*** Opening DATA PROVIDED ***

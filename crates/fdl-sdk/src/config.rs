use std::path::{Path, PathBuf};

use serde::{Deserialize, Serialize};

use crate::error::{SdkError, SdkResult};

/// Where a vault keeps its files.
///
/// Relative `chain_file` and `sequence_dir` are resolved against `data_dir`.
#[derive(Clone, Debug, PartialEq, Eq, Serialize, Deserialize)]
#[serde(default)]
pub struct VaultConfig {
    pub data_dir: PathBuf,
    pub chain_file: PathBuf,
    pub sequence_dir: PathBuf,
}

impl Default for VaultConfig {
    fn default() -> Self {
        Self {
            data_dir: PathBuf::from("./data"),
            chain_file: PathBuf::from("blockchain.json"),
            sequence_dir: PathBuf::from("sequence"),
        }
    }
}

impl VaultConfig {
    /// Defaults rooted at `data_dir`.
    pub fn with_data_dir(data_dir: impl Into<PathBuf>) -> Self {
        Self {
            data_dir: data_dir.into(),
            ..Self::default()
        }
    }

    /// Read a TOML config file. Missing keys fall back to the defaults.
    pub fn load(path: impl AsRef<Path>) -> SdkResult<Self> {
        let path = path.as_ref();
        let text = std::fs::read_to_string(path)
            .map_err(|e| SdkError::Config(format!("{}: {e}", path.display())))?;
        Self::from_toml(&text)
    }

    pub fn from_toml(text: &str) -> SdkResult<Self> {
        toml::from_str(text).map_err(|e| SdkError::Config(e.to_string()))
    }

    pub fn to_toml(&self) -> SdkResult<String> {
        toml::to_string_pretty(self).map_err(|e| SdkError::Config(e.to_string()))
    }

    pub fn chain_path(&self) -> PathBuf {
        self.data_dir.join(&self.chain_file)
    }

    pub fn sequence_path(&self) -> PathBuf {
        self.data_dir.join(&self.sequence_dir)
    }
}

*** Closing DATA PROVIDED ***

* **PROBLEM**
If a line comes after the one that contains "are resolved against", leave it out; return every line of the entries up to that point exactly, starting with the first, with that line included.

* **FINISHED TASK**
filename crates/fdl-sdk/src/config.rs
use std::path::{Path, PathBuf};

use serde::{Deserialize, Serialize};

use crate::error::{SdkError, SdkResult};

/// Where a vault keeps its files.
///
/// Relative `chain_file` and `sequence_dir` are resolved against `data_dir`.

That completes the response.